A continuation of Stephen Diehl's Write You a Haskell
// TODO: context-sensitive lexing for MagicHash
// lex
will need to take compiler flags.
Just like with our inference system in Poly, there are two systems playing together during parsing. The first system takes the input string and transforms it into a list of meaningful units called Tokens
. Tokens are things like TokenLParen
and TokenId String
. This system is called the lexer. The other system is the parser, which consumes tokens to construct a parse tree. In many cases, the parse tree and the abstract syntax tree of a language are not completely identical. This will be the case for us.

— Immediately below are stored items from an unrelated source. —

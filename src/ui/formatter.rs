//! Pure formatting functions for UI output.
//!
//! Everything the user reads about a release goes through here: progress on
//! stdout, warnings and errors on stderr.

use console::style;

use crate::preflight::PreflightWarning;

/// Error line with a red `ERROR:` prefix.
pub fn format_error(message: &str) -> String {
    format!("{} {}", style("ERROR:").red(), message)
}

/// Format and print an error message in red.
pub fn display_error(message: &str) {
    eprintln!("{}", format_error(message));
}

/// Format and print a warning in yellow.
pub fn display_warning(message: &str) {
    eprintln!("{} {}", style("⚠ WARNING:").yellow(), message);
}

/// Success line with a green checkmark.
pub fn format_success(message: &str) -> String {
    format!("{} {}", style("✓").green(), message)
}

/// Format and print a success message with green checkmark.
pub fn display_success(message: &str) {
    println!("{}", format_success(message));
}

/// Print something a dry run would have done.
pub fn display_intent(message: &str) {
    println!("{} {}", style("Would").cyan(), message);
}

/// Display the version change, e.g. `Bumping version: 1.2.3 -> 1.3.0`.
pub fn display_version_change(old: &str, new: &str) {
    println!(
        "Bumping version: {} -> {}",
        style(old).red(),
        style(new).green()
    );
}

/// Banner shown once at the start of a dry run.
pub fn display_dry_run_banner() {
    println!(
        "\n{}\n",
        style("🔍 DRY RUN MODE - No changes will be made").bold()
    );
}

/// The "Would execute:" block, one indented command per line.
///
/// # Arguments
/// * `commands` - Command lines in execution order
pub fn format_would_execute(commands: &[String]) -> String {
    let mut out = format!("{}", style("Would execute:").bold());
    for command in commands {
        out.push_str(&format!("\n  {}", style(command).cyan()));
    }
    out
}

/// Display the commands a dry run skipped.
pub fn display_would_execute(commands: &[String]) {
    println!("\n{}", format_would_execute(commands));
}

/// Display a non-fatal preflight finding.
pub fn display_preflight_warning(warning: &PreflightWarning) {
    display_warning(&warning.to_string());
}

/// Final line of a completed run.
pub fn display_summary(new_version: &str, dry_run: bool) {
    if dry_run {
        println!(
            "\n{} Dry run complete - version would be {}",
            style("✅").green(),
            style(new_version).bold()
        );
    } else {
        println!(
            "\n{} Successfully bumped to version {} and pushed to remote!",
            style("✅").green(),
            style(new_version).bold()
        );
    }
}
//! Benjamini-Hochberg false discovery rate correction
//!
//! Converts per-voxel p-values into q-values using the step-up procedure:
//! sort ascending, scale each p by n/rank, then enforce monotonicity with a
//! running minimum from the largest rank down.

use std::cmp::Ordering;

/// NaN sorts after every number, so non-finite inputs rank last
fn nan_last(a: f32, b: f32) -> Ordering {
    match (a.is_nan(), b.is_nan()) {
        (true, true) => Ordering::Equal,
        (true, false) => Ordering::Greater,
        (false, true) => Ordering::Less,
        (false, false) => a.total_cmp(&b),
    }
}

/// Compute BH q-values for `pvalues`, returned in the original order
///
/// NaN and infinite corrected values become 1.0 (non-significant). A NaN input
/// does not affect the q-values of the other entries.
///
/// # Example
/// ```
/// use phenostat::fdr::benjamini_hochberg;
///
/// let q = benjamini_hochberg(&[0.01, 0.04, 0.03, 0.5]);
/// assert!((q[0] - 0.04).abs() < 1e-6);
/// assert!((q[3] - 0.5).abs() < 1e-6);
/// ```
pub fn benjamini_hochberg(pvalues: &[f32]) -> Vec<f32> {
    let n = pvalues.len();
    if n == 0 {
        return Vec::new();
    }

    let mut order: Vec<usize> = (0..n).collect();
    order.sort_by(|&a, &b| nan_last(pvalues[a], pvalues[b]));

    // p / (rank / n), walked from the largest rank down
    let mut corrected = vec![f64::NAN; n];
    let mut running_min = f64::INFINITY;
    for rank in (0..n).rev() {
        let p = pvalues[order[rank]] as f64;
        let raw = p * n as f64 / (rank + 1) as f64;
        if raw.is_nan() {
            continue;
        }
        running_min = running_min.min(raw);
        corrected[rank] = running_min;
    }

    let mut qvalues = vec![1.0f32; n];
    for (rank, &q) in corrected.iter().enumerate() {
        qvalues[order[rank]] = if q.is_finite() {
            q.clamp(0.0, 1.0) as f32
        } else {
            1.0
        };
    }

    qvalues
}

/// Histogram of p-values over `bins` equal-width bins spanning [0, 1]
///
/// NaN values are ignored; p = 1.0 falls in the last bin.
pub fn pvalue_histogram(pvalues: &[f32], bins: usize) -> Vec<u32> {
    let mut counts = vec![0u32; bins];
    if bins == 0 {
        return counts;
    }

    for &p in pvalues.iter().filter(|p| !p.is_nan()) {
        let p = p.clamp(0.0, 1.0);
        let bin = ((p * bins as f32) as usize).min(bins - 1);
        counts[bin] += 1;
    }

    counts
}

Rather than continuing to do lexing with Parsec, we’ll use a real lexer generator called Alex
. Then we’ll use the token stream from Alex
as the input to a Parsec
parser. Separating these concerns will simplify using Parsec later.
My main concern with Alex is that it doesn’t support Data.Text
. I could wrap it myself but that seems to be a fairly involved effort. So instead we’ll let Alex work on an input String
and then output Data.Text.Lazy.Text
everywhere. I suspect that this will become a performance bottleneck - feel free to try supporting Data.Text
with Alex!
Credit for this lexing strategy (and much of the lexer source) belongs to Simon Marlow, who also maintains Alex (and GHC!). The lexer is based on the Haskell ‘98 lexer presented in the /examples
folder of the Alex source, plus several fixes.
Alex
is a powerful lexer generator. With Alex, if we can describe the patterns that various tokens fit into, then Alex can split our text up into those tokens. This task is harder than it seems at first glance. Consider this Haskell example.
main = let letresult = 5 in print letresult
When we encounter the string "let"
, we should identify it as a reserved word. But when we encounter "letresult"
, which has the same prefix, we need to identify it as a variable identifier (VarId
). There are much more difficult cases to handle correctly; Alex handles this complexity for us.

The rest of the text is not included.